use super::EventQueue;
use crate::event::{EventId, EventNode};
use crate::time::SimTime;
use std::collections::VecDeque;

///
/// A calendar queue: a ring of buckets, each covering a fixed tick interval
/// per "year" (one revolution of the ring).
///
/// With bucket width chosen near the mean inter-arrival time, insert and pop
/// are amortized constant. Inside a bucket, nodes stay sorted by the full
/// `(time, id)` key, so same-bucket ties keep their FIFO order.
///
pub(crate) struct CalendarQueue {
    n: usize,
    width: i64,

    buckets: Vec<VecDeque<EventNode>>,
    head: usize,
    /// Upper edge of the head bucket's current window.
    window_end: i128,
    /// Largest timestamp popped so far. Insertions below it would land in a
    /// ring slice the head has already passed.
    floor: SimTime,

    len: usize,
}

impl CalendarQueue {
    pub(crate) fn new(buckets: usize, width: SimTime) -> Self {
        assert!(buckets > 0, "calendar queue requires at least one bucket");
        assert!(
            width.is_positive(),
            "calendar queue requires a positive bucket width"
        );

        Self {
            n: buckets,
            width: width.ticks(),
            buckets: std::iter::repeat_with(|| VecDeque::with_capacity(16))
                .take(buckets)
                .collect(),
            head: 0,
            window_end: i128::from(width.ticks()),
            floor: SimTime::MIN,
            len: 0,
        }
    }

    fn bucket_of(&self, time: SimTime) -> usize {
        let slice = time.ticks().div_euclid(self.width);
        slice.rem_euclid(self.n as i64) as usize
    }

    /// Positions `head` on the bucket holding the global minimum.
    ///
    /// Walks the ring one window at a time; after a fruitless full
    /// revolution the remaining events are at least one year out, and the
    /// window jumps straight to the earliest of them.
    fn normalize(&mut self) {
        if self.len == 0 {
            return;
        }

        let mut steps = 0;
        loop {
            if let Some(front) = self.buckets[self.head].front() {
                if i128::from(front.time.ticks()) <= self.window_end {
                    return;
                }
            }

            self.head = (self.head + 1) % self.n;
            self.window_end += i128::from(self.width);
            steps += 1;

            if steps >= self.n {
                let min = self
                    .buckets
                    .iter()
                    .filter_map(VecDeque::front)
                    .min_by_key(|node| node.key())
                    .expect("normalize called on non-empty queue");
                let slice = min.time.ticks().div_euclid(self.width);
                self.head = slice.rem_euclid(self.n as i64) as usize;
                self.window_end = (i128::from(slice) + 1) * i128::from(self.width);
                return;
            }
        }
    }
}

impl EventQueue for CalendarQueue {
    fn insert(&mut self, node: EventNode) {
        assert!(
            node.time >= self.floor,
            "calendar queue requires non-decreasing insertions"
        );
        let idx = self.bucket_of(node.time);
        let key = node.key();
        let at = self.buckets[idx].partition_point(|other| other.key() < key);
        self.buckets[idx].insert(at, node);
        self.len += 1;
    }

    fn peek(&mut self) -> Option<&EventNode> {
        if self.len == 0 {
            return None;
        }
        self.normalize();
        self.buckets[self.head].front()
    }

    fn pop(&mut self) -> Option<EventNode> {
        if self.len == 0 {
            return None;
        }
        self.normalize();
        let node = self.buckets[self.head].pop_front()?;
        self.floor = node.time;
        self.len -= 1;
        Some(node)
    }

    fn remove(&mut self, time: SimTime, id: EventId) -> Option<EventNode> {
        let idx = self.bucket_of(time);
        let at = self.buckets[idx].partition_point(|other| other.key() < (time, id));
        if self.buckets[idx].get(at).is_some_and(|node| node.id == id) {
            self.len -= 1;
            self.buckets[idx].remove(at)
        } else {
            None
        }
    }

    fn len(&self) -> usize {
        self.len
    }

    fn descriptor(&self) -> String {
        format!("Calendar({}, {})", self.n, SimTime::from_ticks(self.width))
    }
}
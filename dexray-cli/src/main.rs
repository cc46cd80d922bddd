mod app;
mod output;

use std::{fs, path::Path};

use anyhow::Context;
use clap::Parser;
use dexray::{
    report::{safe_name, Report},
    DecoderConfig, Dispatcher, Error, Extraction, QuarantineInput,
};
use sha2::{Digest, Sha256};

use crate::{
    app::Cli,
    output::{print_output, Align, TabWriter},
};

fn main() -> anyhow::Result<()> {
    ctrlc::set_handler(|| {
        eprintln!("\nCancelled.");
        std::process::exit(130);
    })
    .context("failed to set Ctrl+C handler")?;

    let cli = Cli::parse();

    // dexray info+ on stderr unless --json; --verbose enables debug; RUST_LOG overrides
    if !cli.global.json {
        let level = if cli.global.verbose {
            log::LevelFilter::Debug
        } else {
            log::LevelFilter::Info
        };
        env_logger::Builder::new()
            .filter_module("dexray", level)
            .parse_default_env()
            .target(env_logger::Target::Stderr)
            .format_timestamp(None)
            .format_module_path(false)
            .format_target(false)
            .init();
    }

    run(&cli)
}

fn run(cli: &Cli) -> anyhow::Result<()> {
    let hash = content_hash(&cli.path)?;
    let output_dir = match &cli.output_dir {
        Some(dir) => dir.clone(),
        None => std::env::current_dir().context("cannot determine the current directory")?,
    };
    fs::create_dir_all(&output_dir)
        .with_context(|| format!("cannot create {}", output_dir.display()))?;

    let config = if cli.no_hint {
        DecoderConfig::exhaustive()
    } else {
        DecoderConfig::default()
    };
    let hint = cli.hint.as_deref().unwrap_or_default();
    let input = QuarantineInput::new(&cli.path, &hash, &output_dir, hint);

    let extraction = Dispatcher::new(config)
        .decode(&input)
        .with_context(|| format!("failed to decode {}", cli.path.display()))?;

    if let Err(error @ Error::LimitExceeded { .. }) = extraction.check_limit(cli.max_extracted) {
        discard(&extraction);
        return Err(error.into());
    }

    let report = Report::from_extraction(&extraction);
    print_output(&report, &cli.global, |_| print_extraction(&extraction))
}

/// Hex SHA-256 of the file at `path`, used to name recovered files.
fn content_hash(path: &Path) -> anyhow::Result<String> {
    let data = fs::read(path).with_context(|| format!("cannot read {}", path.display()))?;
    let digest = Sha256::digest(&data);
    Ok(digest.iter().map(|byte| format!("{byte:02x}")).collect())
}

fn discard(extraction: &Extraction) {
    for entry in &extraction.entries {
        if let Err(error) = fs::remove_file(&entry.stored_path) {
            log::warn!("cannot remove {}: {error}", entry.stored_path.display());
        }
    }
}

fn print_extraction(extraction: &Extraction) {
    let Some(vendor) = extraction.vendor else {
        println!("No known quarantine format recognised.");
        for diagnostic in &extraction.diagnostics {
            println!("  {}: {}", diagnostic.vendor, diagnostic.reason);
        }
        return;
    };

    println!("{vendor} quarantine");

    if !extraction.entries.is_empty() {
        println!();
        let mut table = TabWriter::new(&[
            ("#", Align::Right),
            ("Name", Align::Left),
            ("Stored As", Align::Left),
        ])
        .indent("  ");
        for (index, entry) in extraction.entries.iter().enumerate() {
            table.row(vec![
                index.to_string(),
                safe_name(&entry.display_name, &entry.stored_path),
                entry.stored_path.display().to_string(),
            ]);
        }
        table.print();
    }

    if !extraction.metadata.is_empty() {
        println!();
        let mut table =
            TabWriter::new(&[("Field", Align::Left), ("Value", Align::Left)]).indent("  ");
        for (key, value) in extraction.metadata.iter() {
            table.row(vec![key.to_string(), value.to_string()]);
        }
        table.print();
    }
}

#[cfg(test)]
mod tests {
    use super::*;

    #[test]
    fn content_hash_is_sha256() {
        let dir = tempfile::tempdir().unwrap();
        let path = dir.path().join("sample");
        fs::write(&path, b"abc").unwrap();

        assert_eq!(
            content_hash(&path).unwrap(),
            "ba7816bf8f01cfea414140de5dae2223b00361a396177a9cb410ff61f20015ad"
        );
    }
}
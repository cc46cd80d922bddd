//! Results of decoding a quarantine container.

use std::path::PathBuf;

use serde::Serialize;

use crate::quarantine::{Metadata, Vendor};

/// A recovered file, written to the scratch directory.
///
/// The file at `stored_path` is complete and closed. Ownership moves to the caller, who
/// decides whether to keep or delete it.
#[derive(Debug, Clone, PartialEq, Eq, Serialize)]
pub struct ExtractedEntry {
    /// Location of the recovered file inside the scratch directory
    pub stored_path: PathBuf,
    /// Best-effort original file name
    pub display_name: String,
    /// Provenance note, e.g. `Recovered from AhnLab quarantine`
    pub description: String,
}

impl ExtractedEntry {
    pub(crate) fn new(stored_path: PathBuf, name: Option<&str>, vendor: Vendor) -> Self {
        let display_name = match name.map(str::trim).filter(|name| !name.is_empty()) {
            Some(name) => name.to_string(),
            None => stored_path
                .file_name()
                .map(|name| name.to_string_lossy().into_owned())
                .unwrap_or_default(),
        };

        ExtractedEntry {
            stored_path,
            display_name,
            description: format!("Recovered from {vendor} quarantine"),
        }
    }
}

/// What a single vendor decoder made of an input.
#[derive(Debug, Clone, PartialEq, Eq)]
pub enum DecodeOutcome {
    /// The signature did not match; the input is not this vendor's container
    NoMatch,
    /// The container was decoded
    Success {
        /// Recovered files, in container order
        entries: Vec<ExtractedEntry>,
        /// Recovered metadata
        metadata: Metadata,
    },
    /// The signature matched but the structure is damaged; nothing was written
    Malformed(String),
}

impl DecodeOutcome {
    /// Returns true for a success carrying at least one entry or metadata field.
    #[must_use]
    pub fn is_useful(&self) -> bool {
        match self {
            DecodeOutcome::Success { entries, metadata } => {
                !entries.is_empty() || !metadata.is_empty()
            }
            _ => false,
        }
    }
}

/// A decoder that recognised the input but could not decode it.
#[derive(Debug, Clone, PartialEq, Eq, Serialize)]
pub struct Diagnostic {
    /// The decoder
    pub vendor: Vendor,
    /// Why the container was rejected
    pub reason: String,
}

/// The combined result of a decode call.
///
/// At most one vendor contributes entries and metadata. An input no decoder recognises yields
/// an empty extraction, which is not an error.
#[derive(Debug, Clone, Default, PartialEq, Eq, Serialize)]
pub struct Extraction {
    /// Recovered files
    pub entries: Vec<ExtractedEntry>,
    /// Recovered metadata
    pub metadata: Metadata,
    /// The vendor whose decoder produced the result
    pub vendor: Option<Vendor>,
    /// Decoders that matched a signature but rejected the container
    pub diagnostics: Vec<Diagnostic>,
}

impl Extraction {
    /// Returns true if nothing was recovered.
    #[must_use]
    pub fn is_empty(&self) -> bool {
        self.entries.is_empty() && self.metadata.is_empty()
    }
}
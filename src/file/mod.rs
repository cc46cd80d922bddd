//! Input file access and low-level parsing.
//!
//! A quarantine container is read exactly once per decode call, through a [`File`]. The file is
//! memory-mapped read-only, so decoders only fault in the pages they actually look at (most
//! signature checks touch the first few bytes) and can never modify the sample on disk.
//!
//! # Key Components
//!
//! - [`crate::file::File`] - Read-only view of one input, backed by disk or memory
//! - [`crate::file::Backend`] - Trait implemented by the storage backends
//! - [`crate::file::parser::Parser`] - Bounds-checked cursor used by every decoder
//! - [`crate::file::io`] - Endian-aware primitive reads
//!
//! # Usage Examples
//!
//! ```rust
//! use dexray::File;
//!
//! let file = File::from_mem(b"-chest- payload".to_vec())?;
//! assert_eq!(file.len(), 15);
//! assert_eq!(file.data_slice(0, 7)?, b"-chest-");
//! assert!(file.data_slice(10, 10).is_err());
//! # Ok::<(), dexray::Error>(())
//! ```

pub mod io;
pub mod parser;

mod memory;
mod physical;

use std::path::Path;

use crate::{Error::Empty, Result};
use memory::Memory;
use physical::Physical;

/// Backend trait for file data sources.
///
/// Implementations hand out immutable views of the input; `data_slice` must reject any
/// range that is not fully inside the data.
pub trait Backend: Send + Sync {
    /// Returns a slice of `len` bytes starting at `offset`.
    ///
    /// # Errors
    /// Returns [`crate::Error::OutOfBounds`] if the range exceeds the data, including when
    /// `offset + len` overflows.
    fn data_slice(&self, offset: usize, len: usize) -> Result<&[u8]>;

    /// Returns the complete data.
    fn data(&self) -> &[u8];

    /// Returns the total length of the data.
    fn len(&self) -> usize;
}

/// Read-only view of one quarantine container.
pub struct File {
    data: Box<dyn Backend>,
}

impl File {
    /// Maps the file at `path` read-only.
    ///
    /// # Errors
    /// Returns [`crate::Error::FileError`] if the file cannot be opened or mapped, and
    /// [`crate::Error::Empty`] for a zero-length file.
    pub fn from_file(path: &Path) -> Result<File> {
        let input = Physical::new(path)?;

        Self::load(input)
    }

    /// Wraps an in-memory buffer.
    ///
    /// # Errors
    /// Returns [`crate::Error::Empty`] for an empty buffer.
    pub fn from_mem(data: Vec<u8>) -> Result<File> {
        let input = Memory::new(data);

        Self::load(input)
    }

    fn load<T: Backend + 'static>(data: T) -> Result<File> {
        if data.len() == 0 {
            return Err(Empty);
        }

        Ok(File {
            data: Box::new(data),
        })
    }

    /// Returns the total size of the file in bytes.
    #[must_use]
    pub fn len(&self) -> usize {
        self.data.len()
    }

    /// Returns true if the file has a length of zero.
    #[must_use]
    pub fn is_empty(&self) -> bool {
        self.len() == 0
    }

    /// Returns the complete file contents.
    #[must_use]
    pub fn data(&self) -> &[u8] {
        self.data.data()
    }

    /// Returns a bounds-checked slice of the file.
    ///
    /// # Errors
    /// Returns [`crate::Error::OutOfBounds`] if the range exceeds the file.
    pub fn data_slice(&self, offset: usize, len: usize) -> Result<&[u8]> {
        self.data.data_slice(offset, len)
    }
}

impl std::fmt::Debug for File {
    fn fmt(&self, f: &mut std::fmt::Formatter<'_>) -> std::fmt::Result {
        f.debug_struct("File").field("len", &self.len()).finish()
    }
}
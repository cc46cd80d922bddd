//! XOR transforms.
//!
//! Most quarantine formats disarm the stored file with nothing more than an XOR: a constant
//! byte (TrendMicro, McAfee) or a short repeating key (AhnLab). XOR is its own inverse, so
//! the same functions obfuscate and deobfuscate.

/// XOR every byte of `data` with `key`, in place.
///
/// ```rust
/// use dexray::deobfuscation::xor::xor_byte;
///
/// let mut data = *b"MZ";
/// xor_byte(&mut data, 0xFF);
/// assert_eq!(data, [0xB2, 0xA5]);
/// ```
pub fn xor_byte(data: &mut [u8], key: u8) {
    for byte in data.iter_mut() {
        *byte ^= key;
    }
}

/// XOR `data` with `key` repeated from its first byte, in place.
///
/// The schedule always starts at `key[0]` for `data[0]`; callers that decode several regions
/// with a fresh schedule each call this once per region. An empty key leaves the data as is.
///
/// ```rust
/// use dexray::deobfuscation::xor::xor_key;
///
/// let mut data = [0x00, 0x00, 0x00];
/// xor_key(&mut data, &[0x01, 0x02]);
/// assert_eq!(data, [0x01, 0x02, 0x01]);
/// ```
pub fn xor_key(data: &mut [u8], key: &[u8]) {
    if key.is_empty() {
        return;
    }

    for (byte, k) in data.iter_mut().zip(key.iter().cycle()) {
        *byte ^= k;
    }
}

#[cfg(test)]
mod tests {
    use super::*;

    #[test]
    fn single_byte_restores_plaintext() {
        let plain = *b"0123456789";
        let mut data: Vec<u8> = plain.iter().map(|b| b ^ 0x5A).collect();
        assert_ne!(data.as_slice(), plain.as_slice());

        xor_byte(&mut data, 0x5A);
        assert_eq!(data.as_slice(), plain.as_slice());
    }

    #[test]
    fn repeating_key_wraps() {
        let key = b"v3backup!@#$%^&)";
        let mut data = vec![0u8; 40];
        xor_key(&mut data, key);

        assert_eq!(&data[..16], key);
        assert_eq!(&data[16..32], key);
        assert_eq!(&data[32..], &key[..8]);
    }

    #[test]
    fn empty_inputs() {
        let mut data: [u8; 0] = [];
        xor_byte(&mut data, 0x6A);
        xor_key(&mut data, b"key");

        let mut data = [1, 2, 3];
        xor_key(&mut data, &[]);
        assert_eq!(data, [1, 2, 3]);
    }
}
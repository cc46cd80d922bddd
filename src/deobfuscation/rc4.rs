//! RC4 keystream.
//!
//! Windows Defender and the Avast/AVG chest encrypt quarantined data with RC4 under a key that
//! is a constant of the product. RC4 here is nothing more than a key-schedule-derived XOR
//! stream: [`Rc4::apply`] XORs the next keystream bytes into a buffer, so encryption and
//! decryption are the same operation.
//!
//! A cipher instance is stateful. Decoding the first few bytes for a signature check and then
//! the rest of the data with the *same* instance yields the same result as decoding everything
//! at once, which lets decoders reject non-matching files after generating only a handful of
//! keystream bytes.

/// RC4 cipher state.
#[derive(Clone)]
pub struct Rc4 {
    state: [u8; 256],
    i: u8,
    j: u8,
}

impl Rc4 {
    /// Runs the key-scheduling algorithm for `key`.
    ///
    /// An empty key is treated as a single zero byte.
    #[must_use]
    pub fn new(key: &[u8]) -> Self {
        let key: &[u8] = if key.is_empty() { &[0] } else { key };

        let mut state = [0u8; 256];
        for (index, slot) in state.iter_mut().enumerate() {
            // index < 256
            *slot = index as u8;
        }

        let mut j = 0u8;
        for i in 0..256 {
            j = j.wrapping_add(state[i]).wrapping_add(key[i % key.len()]);
            state.swap(i, usize::from(j));
        }

        Rc4 { state, i: 0, j: 0 }
    }

    /// XORs the next `data.len()` keystream bytes into `data`.
    pub fn apply(&mut self, data: &mut [u8]) {
        for byte in data.iter_mut() {
            *byte ^= self.next_byte();
        }
    }

    fn next_byte(&mut self) -> u8 {
        self.i = self.i.wrapping_add(1);
        self.j = self.j.wrapping_add(self.state[usize::from(self.i)]);
        self.state.swap(usize::from(self.i), usize::from(self.j));

        let index = self.state[usize::from(self.i)].wrapping_add(self.state[usize::from(self.j)]);
        self.state[usize::from(index)]
    }
}

impl std::fmt::Debug for Rc4 {
    fn fmt(&self, f: &mut std::fmt::Formatter<'_>) -> std::fmt::Result {
        f.debug_struct("Rc4").finish_non_exhaustive()
    }
}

* [TASK]
Check each line in the data for the word "Backend", then report only how many lines contain it.

* [TASK ANSWER]
5